As I finally braved this new adventure (20 minutes later because, let’s be real – I had just made a significant move with two small children, over Christmas and it was freaking snowing again), I discovered a whole new experience than my previous liquor store excursions. First, the store was beautifully lit and clean. It was organized, and there was a little counter where they had space to offer tastings of their featured wines. The carts were kid-friendly, the employees were knowledgeable, and the variety was so extensive! Forget Target. I just found my new escape!
When you know your audience well, you can more easily determine the right ways to reach them. You know their worries, their unique needs, how to make the sales experience better and who are the best people to support them. I am a raging fan of my local liquor store. Not because I am a raging drinker (I swear) but because of how they acknowledge my needs by providing conveniences without even having to ask. Moreover, because they know me – the mom. They have created such a strong experience, that their raging fans refer others.
The more you know your audience, the better you can serve them and create an experience customized for them.
How Many Audiences?
Identifying our target audiences is so important. In small businesses and nonprofits, too often we do the marketing spray. We send our message out into the world with a firehose and hope that a drop of water lands on everyone. The problem with this approach is that a drop isn’t enough. It takes 7-15 points of contact for a new customer to engage with your brand. And, that is if it’s specifically for them and exceptional marketing! The firehose approach doesn’t work, and it’s a waste of time and resources.

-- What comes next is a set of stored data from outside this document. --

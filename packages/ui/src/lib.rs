//! This crate contains all shared UI for the workspace.

use dioxus::prelude::*;

pub const SIDEBAR_CSS: Asset = asset!("/assets/styling/sidebar.css");

mod auth;
pub use auth::{
    load_session, use_has_permission, use_permissions, use_session, LogoutButton, SessionProvider,
};

mod guard;
pub use guard::RouteGuard;

mod login_form;
pub use login_form::LoginForm;

mod navbar;
pub use navbar::Navbar;

mod resource_table;
pub use resource_table::ResourceTable;

mod sidebar;
pub use sidebar::AppSidebar;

Consider this. If you have $100 and you spend $10 on ten different audiences sharing your general brand message, what kind of return do you think you’ll get? I truly hope you understand that you will get very little. In fact, you’ll likely get a big fat nothing! However, if you spend that $100 on one audience, your return will increase. How much? It depends on how warm the audience was to start. If they are brand new, perhaps you’ll get a sale or two. If they were in the pipeline already and just needed attention, your return will be higher.
How many audiences you choose is up to you, but when you pick an audience, you must commit to doing the marketing it takes to be effective. Do you have the resources to reach each audience 7-15 times? Do you have the money to invest in marketing tools? If you can’t do this well, don’t do it. Perhaps your best work and biggest return will be in choosing your top 1-3 audiences and spending the next 12 months doing an incredible job marketing to them. With that return and gained experience, you can add another audience or two next year.